Will you return, word for word, only the lines from the top of the data below down to and including the one with "pub fn to_json_pretty(&self)"?
──────────
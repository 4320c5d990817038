use crate::types::Report;
use anyhow::{Context, Result};
use std::path::Path;

impl Report {
    /// JSON with two-space indentation: `{flags, strengths, meta}`
    pub fn to_json_pretty(&self) -> serde_json::Result<String> {
        serde_json::to_string_pretty(self)
    }

    pub fn from_json(json: &str) -> serde_json::Result<Self> {
        serde_json::from_str(json)
    }

    pub fn save_to_json(&self, path: impl AsRef<Path>) -> Result<()> {
        let path = path.as_ref();
        let json = self
            .to_json_pretty()
            .context("Failed to serialize report")?;
        std::fs::write(path, json)
            .with_context(|| format!("Failed to write JSON report to {}", path.display()))?;
        Ok(())
    }

    pub fn save_to_text(&self, path: impl AsRef<Path>) -> Result<()> {
        let path = path.as_ref();
        std::fs::write(path, self.render())
            .with_context(|| format!("Failed to write text report to {}", path.display()))?;
        Ok(())
    }

    /// Write both the JSON report and its human-readable rendering
    pub fn save(&self, json_path: impl AsRef<Path>, text_path: impl AsRef<Path>) -> Result<()> {
        self.save_to_json(json_path)?;
        self.save_to_text(text_path)
    }
}
use crate::config::AnalyzerConfig;
use crate::rules::{ProposalText, RuleEngine};
use crate::segmenter::{segment, word_count};
use crate::types::{Report, ReportMeta};

/// Entry point for proposal analysis.
///
/// Holds only an immutable configuration, so one analyzer can serve any
/// number of concurrent callers. Every call builds its own report.
#[derive(Debug, Clone, Default)]
pub struct ProposalAnalyzer {
    config: AnalyzerConfig,
}

impl ProposalAnalyzer {
    pub fn new() -> Self {
        Self::default()
    }

    pub fn with_config(config: AnalyzerConfig) -> Self {
        Self { config }
    }

    pub fn config(&self) -> &AnalyzerConfig {
        &self.config
    }

    /// Text in, report out. Never fails.
    pub fn analyze(&self, text: &str) -> Report {
        // STEP 1: Segment once; every rule reads the same sentences
        let sentences = segment(text);
        let proposal = ProposalText::new(text, &sentences);

        // STEP 2: Flag rules, in table order
        let engine = RuleEngine::new(&self.config);
        let flags = engine.apply_rules(&proposal);

        // STEP 3: Strengths, in sentence order
        let strengths = engine.detect_strengths(&proposal);

        // STEP 4: Metadata
        let meta = ReportMeta {
            word_count: word_count(text),
            title_guess: sentences.first().cloned().unwrap_or_default(),
        };

        tracing::debug!(
            sentences = sentences.len(),
            flags = flags.len(),
            strengths = strengths.len(),
            "analysis complete"
        );

        Report {
            flags,
            strengths,
            meta,
        }
    }
}

/// Analyze with the built-in configuration.
pub fn analyze(text: &str) -> Report {
    ProposalAnalyzer::new().analyze(text)
}
pub mod error;
mod loader;

pub use error::BoardLoaderError;
pub use loader::{load_board_from_file, parse_board, EMPTY_CELL};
──────────
The answer
repository 4320c5d990817038
use crate::types::Report;
use anyhow::{Context, Result};
use std::path::Path;

impl Report {
    /// JSON with two-space indentation: `{flags, strengths, meta}`
    pub fn to_json_pretty(&self) -> serde_json::Result<String> {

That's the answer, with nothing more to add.